== Source information ==
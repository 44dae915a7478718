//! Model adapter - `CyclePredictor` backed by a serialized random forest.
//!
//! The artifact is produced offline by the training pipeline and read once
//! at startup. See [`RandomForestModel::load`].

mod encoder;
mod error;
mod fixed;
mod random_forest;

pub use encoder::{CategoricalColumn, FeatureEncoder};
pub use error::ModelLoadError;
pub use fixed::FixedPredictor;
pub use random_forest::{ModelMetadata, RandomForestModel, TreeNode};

== Your objective ==
Repeat the data above starting at the line with "and read once" and ending at its last line, exactly, with no other lines.

== Response to the task ==
//! The artifact is produced offline by the training pipeline and read once
//! at startup. See [`RandomForestModel::load`].

mod encoder;
mod error;
mod fixed;
mod random_forest;

pub use encoder::{CategoricalColumn, FeatureEncoder};
pub use error::ModelLoadError;
pub use fixed::FixedPredictor;
pub use random_forest::{ModelMetadata, RandomForestModel, TreeNode};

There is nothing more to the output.